"[S]ome precedent to push back."
That is truly what many companies across the country hope for as they deal in their capacity as federal contractors with production and related compliance demands from agencies with oversight and enforcement power over government contracts.
The author of the above comment is a commentator on a recently concluded legal case involving a spat between the Office of Federal Contract Compliance Programs and Google. Her remark issues in the wake of a ruling pronounced by an administrative law judge that rebuked the OFCCP and will likely buoy the spirits of many company executives doing business with the federal government
Here's why: the judge sided with Google after the company came to a point where it simply refused to comply any more with incessant and open-ended demands from the OFCCP to provide company data and personal information on employees that was ostensibly related to its government contract.

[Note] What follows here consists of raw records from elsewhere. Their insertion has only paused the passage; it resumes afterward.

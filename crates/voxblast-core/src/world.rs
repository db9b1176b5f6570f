//! World access: the block-lookup and occlusion-raycast primitive the host
//! provides to the engine.

use crate::math::{BlockPos, Face, Vec3};

/// Runtime block identifier. 0 is always air.
pub type BlockId = u32;

/// The empty block.
pub const AIR: BlockId = 0;

/// Result of a raycast terminating on opaque geometry.
#[derive(Debug, Clone, Copy, PartialEq)]
pub struct RayHit {
    /// Block the ray stopped in.
    pub position: BlockPos,
    /// Exact point where the ray entered the block.
    pub intersection: Vec3,
    /// Face the ray entered through.
    pub face: Face,
}

/// Read-only view of the voxel grid.
///
/// Implemented by the host; the engine never mutates the world.
pub trait WorldView: Send + Sync {
    /// Block at `pos`; `AIR` for unloaded or empty positions.
    fn block_at(&self, pos: BlockPos) -> BlockId;

    fn is_air(&self, pos: BlockPos) -> bool {
        self.block_at(pos) == AIR
    }

    /// First opaque block along `dir` from `origin`, within `max_distance`.
    /// `None` means the ray is unobstructed.
    fn raycast(&self, origin: Vec3, dir: Vec3, max_distance: f64) -> Option<RayHit>;
}
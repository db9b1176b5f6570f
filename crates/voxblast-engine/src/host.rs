//! The host boundary: everything the engine consumes from and issues to the
//! surrounding simulation.

use std::sync::Arc;

use tokio::sync::broadcast;

use voxblast_core::{BlockPos, EntityId, EntitySnapshot, Face, Vec3, WorldView};

/// Snapshot of the agent's own position and view at one instant.
#[derive(Debug, Clone, Copy, PartialEq)]
pub struct AgentState {
    /// Feet position.
    pub position: Vec3,
    pub eye_position: Vec3,
    /// Unit view direction.
    pub view_direction: Vec3,
}

#[derive(Debug, Clone, Copy, Default)]
pub struct PlaceOptions {
    pub offhand: bool,
    pub swing: bool,
}

/// Notifications the host pushes into the engine.
#[derive(Debug, Clone)]
pub enum HostEvent {
    /// One simulation step completed.
    Tick(u64),
    EntitySpawned(EntitySnapshot),
    EntityRemoved(EntitySnapshot),
    /// An area-effect (explosion-like) event occurred at a point.
    AreaEffect(Vec3),
    /// An audio cue was heard at a point.
    AudioCue(Vec3),
}

/// Host collaborator interface.
///
/// State reads return snapshots valid for one decision cycle at most; the
/// host mutates the real entities every tick. Action primitives are
/// fire-and-forget packet sends, never awaited for an effect; effects come
/// back as [`HostEvent`]s.
pub trait Host: Send + Sync + 'static {
    fn world(&self) -> Arc<dyn WorldView>;

    fn agent(&self) -> AgentState;

    fn entity(&self, id: EntityId) -> Option<EntitySnapshot>;

    /// All currently-known entities near the agent, the agent excluded.
    fn entities(&self) -> Vec<EntitySnapshot>;

    /// Turn the agent's view toward `point`. `immediate` bypasses any host
    /// smoothing.
    fn look_at(&self, point: Vec3, immediate: bool);

    /// Equip a charge item into the chosen hand. False means no usable item,
    /// which is fatal to the session.
    #[must_use]
    fn equip_charge(&self, offhand: bool) -> bool;

    /// Place a charge against `face` of `block`.
    fn place_charge(&self, block: BlockPos, face: Face, options: PlaceOptions);

    fn attack(&self, id: EntityId, swing: bool, offhand: bool);

    fn subscribe(&self) -> broadcast::Receiver<HostEvent>;
}
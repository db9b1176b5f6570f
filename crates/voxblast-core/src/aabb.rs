//! Axis-aligned bounding boxes and the charge volumes derived from a base block.

use crate::math::{BlockPos, Vec3};

/// An axis-aligned box in continuous world space.
#[derive(Debug, Clone, Copy, PartialEq)]
pub struct Aabb {
    pub min_x: f64,
    pub min_y: f64,
    pub min_z: f64,
    pub max_x: f64,
    pub max_y: f64,
    pub max_z: f64,
}

impl Aabb {
    pub fn new(min_x: f64, min_y: f64, min_z: f64, max_x: f64, max_y: f64, max_z: f64) -> Self {
        Self {
            min_x,
            min_y,
            min_z,
            max_x,
            max_y,
            max_z,
        }
    }

    /// The unit cube occupied by a block.
    pub fn from_block(pos: BlockPos) -> Self {
        let (x, y, z) = (pos.x as f64, pos.y as f64, pos.z as f64);
        Self::new(x, y, z, x + 1.0, y + 1.0, z + 1.0)
    }

    /// Hitbox for an entity standing at `feet` with the given dimensions,
    /// centered on x/z with the feet at min-y.
    pub fn from_entity(feet: Vec3, width: f64, height: f64) -> Self {
        let half = width / 2.0;
        Self::new(
            feet.x - half,
            feet.y,
            feet.z - half,
            feet.x + half,
            feet.y + height,
            feet.z + half,
        )
    }

    pub fn extents(&self) -> (f64, f64, f64) {
        (
            self.max_x - self.min_x,
            self.max_y - self.min_y,
            self.max_z - self.min_z,
        )
    }

    /// Grow (positive) or shrink (negative) each side by the given amounts.
    pub fn expanded(&self, dx: f64, dy: f64, dz: f64) -> Self {
        Self::new(
            self.min_x - dx,
            self.min_y - dy,
            self.min_z - dz,
            self.max_x + dx,
            self.max_y + dy,
            self.max_z + dz,
        )
    }

    pub fn intersects(&self, other: &Aabb) -> bool {
        self.min_x < other.max_x
            && self.max_x > other.min_x
            && self.min_y < other.max_y
            && self.max_y > other.min_y
            && self.min_z < other.max_z
            && self.max_z > other.min_z
    }

    pub fn contains(&self, p: Vec3) -> bool {
        p.x >= self.min_x
            && p.x <= self.max_x
            && p.y >= self.min_y
            && p.y <= self.max_y
            && p.z >= self.min_z
            && p.z <= self.max_z
    }

    /// Euclidean distance from the box surface to a point; 0 if inside.
    pub fn distance_to(&self, p: Vec3) -> f64 {
        let dx = (self.min_x - p.x).max(0.0).max(p.x - self.max_x);
        let dy = (self.min_y - p.y).max(0.0).max(p.y - self.max_y);
        let dz = (self.min_z - p.z).max(0.0).max(p.z - self.max_z);
        (dx * dx + dy * dy + dz * dz).sqrt()
    }

    /// The eight corner points.
    pub fn vertices(&self) -> [Vec3; 8] {
        [
            Vec3::new(self.min_x, self.min_y, self.min_z),
            Vec3::new(self.max_x, self.min_y, self.min_z),
            Vec3::new(self.min_x, self.max_y, self.min_z),
            Vec3::new(self.max_x, self.max_y, self.min_z),
            Vec3::new(self.min_x, self.min_y, self.max_z),
            Vec3::new(self.max_x, self.min_y, self.max_z),
            Vec3::new(self.min_x, self.max_y, self.max_z),
            Vec3::new(self.max_x, self.max_y, self.max_z),
        ]
    }

    /// Whether the segment from `a` to `b` passes through the box (slab test).
    pub fn intersects_segment(&self, a: Vec3, b: Vec3) -> bool {
        let dir = b - a;
        let mut t_min: f64 = 0.0;
        let mut t_max: f64 = 1.0;
        for (origin, delta, lo, hi) in [
            (a.x, dir.x, self.min_x, self.max_x),
            (a.y, dir.y, self.min_y, self.max_y),
            (a.z, dir.z, self.min_z, self.max_z),
        ] {
            if delta.abs() < 1e-12 {
                if origin < lo || origin > hi {
                    return false;
                }
                continue;
            }
            let inv = 1.0 / delta;
            let (t0, t1) = ((lo - origin) * inv, (hi - origin) * inv);
            t_min = t_min.max(t0.min(t1));
            t_max = t_max.min(t0.max(t1));
            if t_min > t_max {
                return false;
            }
        }
        true
    }
}

/// Volume a charge placed on `base` occupies for overlap purposes: one block
/// of margin around the base on x/z, two blocks tall above it.
pub fn charge_occupancy(base: BlockPos) -> Aabb {
    let (x, y, z) = (base.x as f64, base.y as f64, base.z as f64);
    Aabb::new(x - 0.5, y + 1.0, z - 0.5, x + 1.5, y + 3.0, z + 1.5)
}

/// Tighter volume used when matching a blast against a tracked charge.
pub fn charge_blast_volume(base: BlockPos) -> Aabb {
    let (x, y, z) = (base.x as f64, base.y as f64, base.z as f64);
    Aabb::new(x - 0.5, y + 1.0, z - 0.5, x + 1.5, y + 2.0, z + 1.5)
}
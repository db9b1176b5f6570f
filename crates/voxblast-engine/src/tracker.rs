//! Event-driven ledger of every charge the agent has placed.
//!
//! One record per base block, strictly ordered per key:
//! `Attempted -> Confirmed -> FastKilled -> removed`. Out-of-order events
//! (a removal for a never-confirmed position, a duplicate attempt) are
//! no-ops, never errors. All mutations are single-key operations, so the
//! loops sharing the tracker can interleave at any point without observing
//! a half-updated record.

use std::collections::HashMap;

use tokio::sync::broadcast;
use tracing::{debug, trace};

use voxblast_core::aabb::{charge_blast_volume, charge_occupancy};
use voxblast_core::damage::{raw_blast_damage, CHARGE_POWER};
use voxblast_core::{Aabb, BlockPos, EntityId, EntitySnapshot, Vec3, WorldView};

use crate::config::TrackerSection;
use crate::events::{EngineEvent, FastKillReason};

#[derive(Debug, Clone, Copy, PartialEq, Eq)]
pub enum ChargeState {
    /// Placement issued, spawn not yet observed.
    Attempted,
    /// A matching charge entity was observed in the world.
    Confirmed,
    /// Inferred destroyed from a secondary signal ahead of the removal event.
    FastKilled,
}

#[derive(Debug, Clone)]
pub struct ChargeRecord {
    pub attempt_tick: u64,
    pub entity_id: Option<EntityId>,
    pub state: ChargeState,
}

pub struct ChargeTracker {
    policy: TrackerSection,
    damage_multiplier: f64,
    current_tick: u64,
    records: HashMap<BlockPos, ChargeRecord>,
    events: broadcast::Sender<EngineEvent>,
}

impl ChargeTracker {
    pub fn new(
        policy: TrackerSection,
        damage_multiplier: f64,
        events: broadcast::Sender<EngineEvent>,
    ) -> Self {
        Self {
            policy,
            damage_multiplier,
            current_tick: 0,
            records: HashMap::new(),
            events,
        }
    }

    pub fn current_tick(&self) -> u64 {
        self.current_tick
    }

    pub fn record(&self, pos: BlockPos) -> Option<&ChargeRecord> {
        self.records.get(&pos)
    }

    pub fn is_empty(&self) -> bool {
        self.records.is_empty()
    }

    /// Insert an `Attempted` record for a placement the agent just issued.
    /// A stale `FastKilled` marker on the same key is replaced; a live
    /// record makes this a no-op.
    pub fn record_attempt(&mut self, pos: BlockPos) -> bool {
        match self.records.get(&pos) {
            Some(r) if r.state != ChargeState::FastKilled => {
                debug!(position = %pos, "ignoring attempt over a live record");
                false
            }
            _ => {
                self.records.insert(
                    pos,
                    ChargeRecord {
                        attempt_tick: self.current_tick,
                        entity_id: None,
                        state: ChargeState::Attempted,
                    },
                );
                true
            }
        }
    }

    /// Whether the optimizer may select this position.
    pub fn can_place_at(&self, pos: BlockPos) -> bool {
        match self.records.get(&pos) {
            None => true,
            Some(r) => match r.state {
                ChargeState::Confirmed => false,
                ChargeState::Attempted => {
                    !self.policy.care_about_past_attempts || self.is_expired(r)
                }
                ChargeState::FastKilled => self.policy.reuse_after_fast_kill,
            },
        }
    }

    fn is_expired(&self, r: &ChargeRecord) -> bool {
        self.current_tick.saturating_sub(r.attempt_tick) > self.policy.retention_ticks
    }

    /// Occupancy volumes of every record that currently blocks placement.
    pub fn claimed_volumes(&self) -> Vec<Aabb> {
        self.records
            .keys()
            .filter(|pos| !self.can_place_at(**pos))
            .map(|pos| charge_occupancy(*pos))
            .collect()
    }

    /// Promote a pending attempt to `Confirmed` when a matching charge
    /// entity shows up.
    pub fn on_entity_observed(&mut self, entity: &EntitySnapshot) -> bool {
        if !entity.is_charge() {
            return false;
        }
        let pos = entity.base_block();
        match self.records.get_mut(&pos) {
            Some(r) if r.state == ChargeState::Attempted => {
                r.state = ChargeState::Confirmed;
                r.entity_id = Some(entity.id);
                trace!(position = %pos, entity = %entity.id, "charge confirmed");
                true
            }
            _ => false,
        }
    }

    /// Authoritative removal. A `Confirmed` record is deleted with a
    /// destroyed notification; a `FastKilled` record is deleted silently
    /// (its notification already fired); anything else is a no-op.
    pub fn on_entity_removed(&mut self, entity: &EntitySnapshot) -> bool {
        if !entity.is_charge() {
            return false;
        }
        let pos = entity.base_block();
        match self.records.get(&pos).map(|r| r.state) {
            Some(ChargeState::Confirmed) => {
                self.records.remove(&pos);
                let _ = self.events.send(EngineEvent::ChargesDestroyed(vec![pos]));
                true
            }
            Some(ChargeState::FastKilled) => {
                self.records.remove(&pos);
                false
            }
            _ => false,
        }
    }

    /// Fast-kill inference from an area-effect event.
    pub fn on_area_effect(&mut self, source: Vec3, world: &dyn WorldView) -> Vec<BlockPos> {
        if !self.policy.fast_on_area_effect {
            return Vec::new();
        }
        self.fast_kill(source, FastKillReason::AreaEffect, world)
    }

    /// Fast-kill inference from an audio cue.
    pub fn on_audio_cue(&mut self, point: Vec3, world: &dyn WorldView) -> Vec<BlockPos> {
        if !self.policy.fast_on_audio {
            return Vec::new();
        }
        self.fast_kill(point, FastKillReason::AudioCue, world)
    }

    /// Every `Confirmed` charge whose blast-check volume takes non-zero raw
    /// damage from `source` is presumed destroyed.
    fn fast_kill(
        &mut self,
        source: Vec3,
        reason: FastKillReason,
        world: &dyn WorldView,
    ) -> Vec<BlockPos> {
        let mut killed = Vec::new();
        for (pos, r) in self.records.iter_mut() {
            if r.state != ChargeState::Confirmed {
                continue;
            }
            let volume = charge_blast_volume(*pos);
            let damage =
                raw_blast_damage(&volume, source, CHARGE_POWER, self.damage_multiplier, world);
            if damage > 0.0 {
                r.state = ChargeState::FastKilled;
                killed.push(*pos);
            }
        }
        for pos in &killed {
            debug!(position = %pos, ?reason, "charge fast-killed");
            let _ = self.events.send(EngineEvent::FastDestroyed {
                reason,
                position: *pos,
            });
        }
        killed
    }

    /// Per-tick garbage collection: drop attempts the host never confirmed
    /// within the retention window. Confirmed and fast-killed records are
    /// never removed by tick alone.
    pub fn on_tick(&mut self, tick: u64) {
        self.current_tick = tick;
        let retention = self.policy.retention_ticks;
        self.records.retain(|pos, r| {
            let keep = r.state != ChargeState::Attempted
                || tick.saturating_sub(r.attempt_tick) <= retention;
            if !keep {
                trace!(position = %pos, "dropping unconfirmed attempt");
            }
            keep
        });
    }

    pub fn clear(&mut self) {
        self.records.clear();
    }
}
//! Blast damage model: exposure sampling plus the mitigation pipeline.
//!
//! All functions are pure over a [`WorldView`]; the engine calls the raw
//! variant when only relative ordering between source points matters.

use thiserror::Error;

use serde::{Deserialize, Serialize};

use crate::aabb::Aabb;
use crate::entity::EntitySnapshot;
use crate::math::Vec3;
use crate::world::WorldView;

/// Blast power of a placed charge.
pub const CHARGE_POWER: f64 = 6.0;

/// Damage multiplier on modern hosts.
pub const DAMAGE_MULTIPLIER_MODERN: f64 = 8.0;

/// Damage multiplier on legacy hosts.
pub const DAMAGE_MULTIPLIER_LEGACY: f64 = 7.0;

#[derive(Debug, Error, PartialEq, Eq)]
pub enum DamageError {
    /// The target exposes no armor attribute, so mitigated damage cannot be
    /// computed. Distinct from a computed zero.
    #[error("target has no armor attribute; mitigated damage unavailable")]
    ArmorUnavailable,
}

/// Host difficulty, scaling damage against player-type targets.
#[derive(Debug, Clone, Copy, PartialEq, Eq, Default, Serialize, Deserialize)]
#[serde(rename_all = "snake_case")]
pub enum Difficulty {
    Peaceful,
    Easy,
    #[default]
    Normal,
    Hard,
}

impl Difficulty {
    pub fn player_multiplier(self) -> f64 {
        match self {
            Difficulty::Peaceful => 0.0,
            Difficulty::Easy => 0.5,
            Difficulty::Normal => 1.0,
            Difficulty::Hard => 1.5,
        }
    }
}

/// Sample coordinates along one axis of a volume. The spacing fraction
/// `1 / (extent * 2 + 1)` keeps sample density comparable across volume
/// sizes; x/z axes get a half-remainder start offset so the grid is centered.
fn axis_samples(min: f64, max: f64, centered: bool) -> Vec<f64> {
    let extent = max - min;
    if extent <= 0.0 {
        return vec![min];
    }
    let frac = 1.0 / (extent * 2.0 + 1.0);
    let step = extent * frac;
    let offset = if centered {
        (1.0 - (1.0 / frac).floor() * frac) / 2.0
    } else {
        0.0
    };
    let mut out = Vec::new();
    let mut c = min + offset;
    while c <= max + 1e-9 {
        out.push(c);
        c += step;
    }
    if out.is_empty() {
        out.push(min);
    }
    out
}

/// Fraction of the volume's sample grid with an unoccluded straight line to
/// `source`. 1.0 is fully exposed, 0.0 fully shielded.
pub fn exposure(volume: &Aabb, source: Vec3, world: &dyn WorldView) -> f64 {
    let xs = axis_samples(volume.min_x, volume.max_x, true);
    let ys = axis_samples(volume.min_y, volume.max_y, false);
    let zs = axis_samples(volume.min_z, volume.max_z, true);

    let mut sampled = 0u32;
    let mut exposed = 0u32;
    for &y in &ys {
        for &x in &xs {
            for &z in &zs {
                let sample = Vec3::new(x, y, z);
                let dir = sample - source;
                let range = dir.norm();
                sampled += 1;
                if range == 0.0 || world.raycast(source, dir.normalized(), range).is_none() {
                    exposed += 1;
                }
            }
        }
    }
    exposed as f64 / sampled as f64
}

fn impact_damage(distance: f64, exposure: f64, power: f64, multiplier: f64) -> f64 {
    let impact = (1.0 - distance / (2.0 * power)) * exposure;
    ((impact * impact + impact) * multiplier * power + 1.0).floor()
}

/// Raw (unmitigated) blast damage to an arbitrary volume. Distance is
/// measured from the volume surface, matching how the tracker tests whether
/// a secondary blast reaches a charge.
pub fn raw_blast_damage(
    volume: &Aabb,
    source: Vec3,
    power: f64,
    multiplier: f64,
    world: &dyn WorldView,
) -> f64 {
    let distance = volume.distance_to(source);
    if distance >= 2.0 * power {
        return 0.0;
    }
    impact_damage(distance, exposure(volume, source, world), power, multiplier)
}

fn mitigate(raw: f64, target: &EntitySnapshot, difficulty: Difficulty) -> Result<f64, DamageError> {
    let stats = target.armor.as_ref().ok_or(DamageError::ArmorUnavailable)?;
    let mut dmg = raw;

    // Armor/toughness absorption.
    let effective = (stats.armor / 5.0).max(stats.armor - 4.0 * dmg / (stats.toughness + 8.0));
    dmg *= 1.0 - effective / 25.0;

    // Protective enchantment points, capped at 20, 4% each.
    let points = stats.protection_points.min(20) as f64;
    dmg *= 1.0 - points * 0.04;

    // Resistance-style effect, 20% per level.
    dmg *= (1.0 - stats.resistance_level as f64 * 0.2).max(0.0);

    if target.is_player() {
        dmg *= difficulty.player_multiplier();
    }
    Ok(dmg.floor().max(0.0))
}

/// Blast damage to a target entity from `source`.
///
/// With `raw_only`, mitigation is skipped and the floored impact damage is
/// returned directly; the raw value is what candidate scoring compares, since
/// mitigation is constant per target and cannot change the ordering.
pub fn blast_damage(
    target: &EntitySnapshot,
    source: Vec3,
    power: f64,
    multiplier: f64,
    raw_only: bool,
    difficulty: Difficulty,
    world: &dyn WorldView,
) -> Result<f64, DamageError> {
    let distance = target.position.distance_to(source);
    if distance >= 2.0 * power {
        return Ok(0.0);
    }
    let raw = impact_damage(
        distance,
        exposure(&target.aabb(), source, world),
        power,
        multiplier,
    );
    if raw_only {
        return Ok(raw);
    }
    mitigate(raw, target, difficulty)
}

#[cfg(test)]
mod tests {
    use super::*;
    use crate::entity::{ArmorStats, EntityId, EntityKind};
    use crate::grid::GridWorld;
    use crate::math::BlockPos;

    fn player_at(pos: Vec3, armor: Option<ArmorStats>) -> EntitySnapshot {
        EntitySnapshot {
            id: EntityId(1),
            kind: EntityKind::Player,
            position: pos,
            width: 0.6,
            height: 1.8,
            health: 20.0,
            armor,
        }
    }

    #[test]
    fn zero_outside_blast_radius() {
        let w = GridWorld::new();
        let target = player_at(Vec3::new(12.0, 0.0, 0.0), None);
        let d = blast_damage(
            &target,
            Vec3::ZERO,
            CHARGE_POWER,
            DAMAGE_MULTIPLIER_MODERN,
            true,
            Difficulty::Normal,
            &w,
        )
        .unwrap();
        assert_eq!(d, 0.0);
    }

    #[test]
    fn full_exposure_in_empty_world() {
        let w = GridWorld::new();
        let bb = Aabb::from_entity(Vec3::new(3.0, 0.0, 0.0), 0.6, 1.8);
        assert!((exposure(&bb, Vec3::ZERO, &w) - 1.0).abs() < 1e-12);
    }

    #[test]
    fn wall_reduces_exposure() {
        let mut w = GridWorld::new();
        // Solid wall between source and target.
        w.fill(BlockPos::new(2, -3, -3), BlockPos::new(2, 4, 3), 1);
        let bb = Aabb::from_entity(Vec3::new(5.5, 0.0, 0.5), 0.6, 1.8);
        assert_eq!(exposure(&bb, Vec3::new(0.5, 1.0, 0.5), &w), 0.0);
    }

    #[test]
    fn raw_damage_monotonically_non_increasing_in_distance() {
        let w = GridWorld::new();
        let mut last = f64::INFINITY;
        for i in 1..24 {
            let d = i as f64 * 0.5;
            let target = player_at(Vec3::new(d, 0.0, 0.0), None);
            let dmg = blast_damage(
                &target,
                Vec3::ZERO,
                CHARGE_POWER,
                DAMAGE_MULTIPLIER_MODERN,
                true,
                Difficulty::Normal,
                &w,
            )
            .unwrap();
            assert!(dmg <= last, "damage rose between {} and {}", d - 0.5, d);
            last = dmg;
        }
    }

    #[test]
    fn point_blank_raw_damage() {
        // impact = 1 at distance 0 with full exposure:
        // floor((1 + 1) * 8 * 6 + 1) = 97
        let w = GridWorld::new();
        let target = player_at(Vec3::ZERO, None);
        let dmg = blast_damage(
            &target,
            Vec3::ZERO,
            CHARGE_POWER,
            DAMAGE_MULTIPLIER_MODERN,
            true,
            Difficulty::Normal,
            &w,
        )
        .unwrap();
        assert_eq!(dmg, 97.0);
    }

    #[test]
    fn mitigated_requires_armor_attribute() {
        let w = GridWorld::new();
        let target = player_at(Vec3::new(3.0, 0.0, 0.0), None);
        let err = blast_damage(
            &target,
            Vec3::ZERO,
            CHARGE_POWER,
            DAMAGE_MULTIPLIER_MODERN,
            false,
            Difficulty::Normal,
            &w,
        )
        .unwrap_err();
        assert_eq!(err, DamageError::ArmorUnavailable);
    }

    #[test]
    fn armor_reduces_damage() {
        let w = GridWorld::new();
        let naked = player_at(
            Vec3::new(3.0, 0.0, 0.0),
            Some(ArmorStats {
                armor: 0.0,
                toughness: 0.0,
                protection_points: 0,
                resistance_level: 0,
            }),
        );
        let armored = player_at(
            Vec3::new(3.0, 0.0, 0.0),
            Some(ArmorStats {
                armor: 20.0,
                toughness: 8.0,
                protection_points: 16,
                resistance_level: 0,
            }),
        );
        let source = Vec3::ZERO;
        let a = blast_damage(
            &naked,
            source,
            CHARGE_POWER,
            DAMAGE_MULTIPLIER_MODERN,
            false,
            Difficulty::Normal,
            &w,
        )
        .unwrap();
        let b = blast_damage(
            &armored,
            source,
            CHARGE_POWER,
            DAMAGE_MULTIPLIER_MODERN,
            false,
            Difficulty::Normal,
            &w,
        )
        .unwrap();
        assert!(b < a, "armored {b} should take less than naked {a}");
        assert!(b > 0.0);
    }

    #[test]
    fn resistance_caps_at_full_reduction() {
        let w = GridWorld::new();
        let target = player_at(
            Vec3::new(2.0, 0.0, 0.0),
            Some(ArmorStats {
                armor: 0.0,
                toughness: 0.0,
                protection_points: 0,
                resistance_level: 7,
            }),
        );
        let d = blast_damage(
            &target,
            Vec3::ZERO,
            CHARGE_POWER,
            DAMAGE_MULTIPLIER_MODERN,
            false,
            Difficulty::Normal,
            &w,
        )
        .unwrap();
        assert_eq!(d, 0.0);
    }

    #[test]
    fn difficulty_scales_player_damage() {
        let w = GridWorld::new();
        let stats = ArmorStats {
            armor: 0.0,
            toughness: 0.0,
            protection_points: 0,
            resistance_level: 0,
        };
        let target = player_at(Vec3::new(3.0, 0.0, 0.0), Some(stats));
        let normal = blast_damage(
            &target,
            Vec3::ZERO,
            CHARGE_POWER,
            DAMAGE_MULTIPLIER_MODERN,
            false,
            Difficulty::Normal,
            &w,
        )
        .unwrap();
        let peaceful = blast_damage(
            &target,
            Vec3::ZERO,
            CHARGE_POWER,
            DAMAGE_MULTIPLIER_MODERN,
            false,
            Difficulty::Peaceful,
            &w,
        )
        .unwrap();
        let hard = blast_damage(
            &target,
            Vec3::ZERO,
            CHARGE_POWER,
            DAMAGE_MULTIPLIER_MODERN,
            false,
            Difficulty::Hard,
            &w,
        )
        .unwrap();
        assert_eq!(peaceful, 0.0);
        assert!(hard >= normal);
    }

    #[test]
    fn legacy_multiplier_deals_less() {
        let w = GridWorld::new();
        let target = player_at(Vec3::new(3.0, 0.0, 0.0), None);
        let modern = blast_damage(
            &target,
            Vec3::ZERO,
            CHARGE_POWER,
            DAMAGE_MULTIPLIER_MODERN,
            true,
            Difficulty::Normal,
            &w,
        )
        .unwrap();
        let legacy = blast_damage(
            &target,
            Vec3::ZERO,
            CHARGE_POWER,
            DAMAGE_MULTIPLIER_LEGACY,
            true,
            Difficulty::Normal,
            &w,
        )
        .unwrap();
        assert!(legacy < modern);
    }

    #[test]
    fn raw_blast_damage_volume_distance_from_surface() {
        let w = GridWorld::new();
        // Volume surface 11.5 away: inside the 12-block radius, tiny damage.
        let v = Aabb::new(11.5, 0.0, 0.0, 13.5, 1.0, 1.0);
        let d = raw_blast_damage(&v, Vec3::ZERO, CHARGE_POWER, DAMAGE_MULTIPLIER_MODERN, &w);
        assert!(d >= 1.0);
        // Surface exactly at the radius: zero.
        let v = Aabb::new(12.0, 0.0, 0.0, 14.0, 1.0, 1.0);
        assert_eq!(
            raw_blast_damage(&v, Vec3::ZERO, CHARGE_POWER, DAMAGE_MULTIPLIER_MODERN, &w),
            0.0
        );
    }
}
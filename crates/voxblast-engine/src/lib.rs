//! Combat-action engine for a voxel-world agent.
//!
//! Given a hostile target, the engine searches the world for legal charge
//! placements, scores and selects a non-overlapping subset maximizing damage
//! to the target, issues placement and destruction actions on schedules
//! decoupled from the host tick, and tracks the lifecycle of every charge it
//! placed so it never double-acts on a position.
//!
//! The host side of the boundary is the [`host::Host`] trait; everything the
//! engine does flows through it.

pub mod candidates;
pub mod config;
pub mod error;
pub mod events;
pub mod host;
pub mod optimizer;
pub mod session;
pub mod tracker;

#[cfg(test)]
pub(crate) mod testutil;

pub use candidates::PlacementCandidate;
pub use config::EngineConfig;
pub use error::EngineError;
pub use events::{EngineEvent, FastKillReason};
pub use host::{AgentState, Host, HostEvent, PlaceOptions};
pub use session::{Session, SessionStats, StatsSnapshot};
pub use tracker::{ChargeState, ChargeTracker};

Patently, that wasn't the case, the ALJ ruled, finding that the OFCCP's never-ending production demands were flatly unreasonable and materially misaligned with the essentials of the contract itself.
In his ruling last month, the judge noted that the government's demands "far exceed all of Google's gross revenue under the contract." Reportedly, Google would have had to spend about $1 million to comply regarding a contract pursuant to which it received only $600,000.
And that would have been patently unfair, the ALJ noted.
Another case commentator noted in the wake of the ruling that company contractors working with the federal government should feel empowered by the Google case. Although they will still have to comply with information requests from the OFCCP early on, those requests can't be uncontained and misaligned with the contract at issue, nor extend indefinitely into the future.
The case "should provide a comfort level for contractors who may have been feeling bullied by the OFCCP," she says.